Sin embargo, su interés por nuestro país no solo fue político sino movido por la batalla de un padre de familia del estado de Delaware que quería entender por qué su hijo Hunter, hoy de cincuenta años, se había vuelto adicto a la cocaína y cómo esa droga llegaba desde Colombia a las calles estadounidenses y luego a los jóvenes. Su hijo no podía superar el hecho de haberse salvado en un accidente de tránsito, en la Navidad de 1972, donde murió su madre.
En la década de los años 80, Biden fue uno de los primeros congresistas que advirtió la importancia del tema antidrogas ante lo que llamó “la pandemia de la drogadicción” y eso le ayudó a posicionarse dentro de la bancada del Partido Demócrata. En expedientes judiciales y en los archivos digitales del Congreso y de los diarios The New York Times, The Washington Post y Los Angeles Times se encuentra el rastro de lo que se convirtió para Biden en una obsesión: los narcotraficantes del cartel de Medellín.
Hay decenas de citaciones suyas a debates sobre el tema en las que se evidencia que Biden tuvo como fuentes de cabecera a la DEA, la CIA y el FBI y, desde entonces, a la Policía Nacional de Colombia. Su reconocimiento como denunciante de oficio de los mafiosos colombianos “que llenan nuestras calles de narcóticos y envenenan a nuestros jóvenes” creció a la par de la leyenda de Pablo Escobar Gaviria; pero su primer contacto real con esa mafia ocurrió a través de Max Mermelstein, un exempleado del cartel que desde 1985 era informante de la DEA.
Esto se evidencia en el New York Times del 18 de agosto de 1989, sección A, donde una nota mediana en la página 14 hace eco de la denuncia de Biden sobre la facilidad con que la cocaína colombiana llegaba a las calles de Nueva York. Él, que ya era presidente del Comité Judicial del Senado, citó a un debate de “fiscalización a la estrategia internacional contra las drogas” y se ganó la atención al presentar, protegido detrás de una cortina verde y con un micrófono que distorsionaba su voz, al testigo Mermelstein, estadounidense nacido en la Gran Manzana, que había trabajado para Pablo Escobar y los hermanos Ochoa Vásquez. El exnarco dijo: “Es fácil introducir cocaína de contrabando a Estados Unidos porque los traficantes son más inteligentes y ágiles que las autoridades federales”.

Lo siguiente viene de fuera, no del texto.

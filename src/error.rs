//! Error types shared across the crate.
//!
//! Bootstrap is the only place where these become process exit codes; the
//! logger and the configuration getters are infallible by contract and the
//! supervisor turns transient failures into log lines instead of errors.

use std::path::PathBuf;

/// Result type for warden operations.
pub type Result<T> = std::result::Result<T, Error>;

/// Typed errors with structured context.
#[derive(Debug, thiserror::Error)]
#[non_exhaustive]
pub enum Error {
    /// The configuration file could not be read or parsed.
    #[error("failed to parse configuration file {path}: {reason}")]
    ConfigParse { path: PathBuf, reason: String },

    /// A strictly-bound configuration section is absent.
    #[error("configuration section not found: {section}")]
    ConfigMissingSection { section: String },

    /// A strictly-bound configuration section has the wrong shape.
    #[error("configuration section '{section}' does not match the expected schema: {reason}")]
    ConfigSchema { section: String, reason: String },

    /// The crypto helper was used before `configure`.
    #[error("crypto helper has not been configured")]
    NotConfigured,

    /// A cipher operation failed (bad base64, padding, or key material).
    #[error("cipher operation failed: {0}")]
    Cipher(String),

    /// The heartbeat listener could not be set up for this generation.
    #[error("heartbeat setup failed: {0}")]
    HeartbeatSetup(String),

    /// The supervised child could not be spawned.
    #[error("failed to start child process '{target}': {source}")]
    ChildSpawn {
        target: String,
        #[source]
        source: std::io::Error,
    },

    /// A protected section's stored hash does not match its content.
    /// `section` is `protectedSections` when the array itself is tampered.
    #[error("hash verification failed for protected section '{section}'")]
    HmacMismatch { section: String },

    /// The protected document is structurally unusable.
    #[error("protected document is malformed: {0}")]
    Protection(String),

    /// Service-control manager interaction failed.
    #[error("service control error: {0}")]
    Service(String),

    /// IO error with context.
    #[error("IO error in {context}: {source}")]
    Io {
        context: String,
        #[source]
        source: std::io::Error,
    },
}

impl Error {
    /// Create an IO error with context.
    pub fn io(context: impl Into<String>, source: std::io::Error) -> Self {
        Self::Io {
            context: context.into(),
            source,
        }
    }

    /// Create a schema error for a named section.
    pub fn schema(section: impl Into<String>, reason: impl Into<String>) -> Self {
        Self::ConfigSchema {
            section: section.into(),
            reason: reason.into(),
        }
    }

    /// Create a mismatch error naming the offending section.
    pub fn hmac_mismatch(section: impl Into<String>) -> Self {
        Self::HmacMismatch {
            section: section.into(),
        }
    }
}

Mermelstein, que después se hizo famoso por el libro El hombre que hizo llover coca, contó cómo trabajó entre 1981 y 1985 interceptando las 24 horas del día frecuencias de radio de las autoridades norteamericanas. Una vez determinaba la ubicación de patrullas fronterizas —aviones o barcos—, avionetas o lanchas rápidas cargadas de paquetes de kilo de cocaína del cartel de Medellín penetraban a Estados Unidos por las rutas libres de inspección. Sabía tanto de radares que fue quien enseñó a los pilotos a volar casi a ras del océano Atlántico y a lanzar paquetes impermeabilizados al mar, que luego eran rescatados. También habló de la entonces creciente estrategia de “las mulas”, personas cargadas de cápsulas de cocaína enviadas en vuelos comerciales. (Le puede interesar: la familia de Joe Biden).
Así admitió haber traficado 56 toneladas de cocaína. “En ese momento, parecía un vicio inofensivo, en lo que a nosotros respecta. Y la demanda en los Estados Unidos era tan grande que no pudimos hacerlo lo suficientemente rápido. Terminó siendo la droga de moda a principios de los años 80. Oficinas de abogados, cámaras de jueces, estrellas de cine, lo que sea. En el escalón superior, la cocaína era el camino a seguir”.
Biden explicó que las medidas extremas de seguridad para protegerlo obedecían a que Pablo Escobar ofreció US$3 millones por la muerte del delator, razón por la cual permanecía en un búnker llamado “el submarino”, construido en el sótano de un tribunal de distrito. Gerald Shur, creador del Programa Federal de Protección de Testigos, tuvo que ser protegido por su propio programa luego de que el FBI arrestara a un asesino alemán que confesó que fue contratado por Escobar para secuestrar a la esposa de Shur y canjearla por Mermelstein. La seguridad del senador Biden también fue reforzada.
Podían correr la misma suerte que Barry Seal, asesinado en 1986 en las calles de Baton Rouge, Luisiana, por orden del capo tras descubrir que era informante de la DEA y la CIA al tiempo que trabajaba como piloto para el cartel de Medellín. Escobar le había ofrecido a Mermelstein US$1 millón para secuestrar a Seal y US$500.000 por matarlo. En esas estaba cuando las autoridades estadounidenses lo capturaron a partir de la información suministrada por otro piloto norteamericano que trabajó para el cartel de Medellín en California. Eso le salvó la vida.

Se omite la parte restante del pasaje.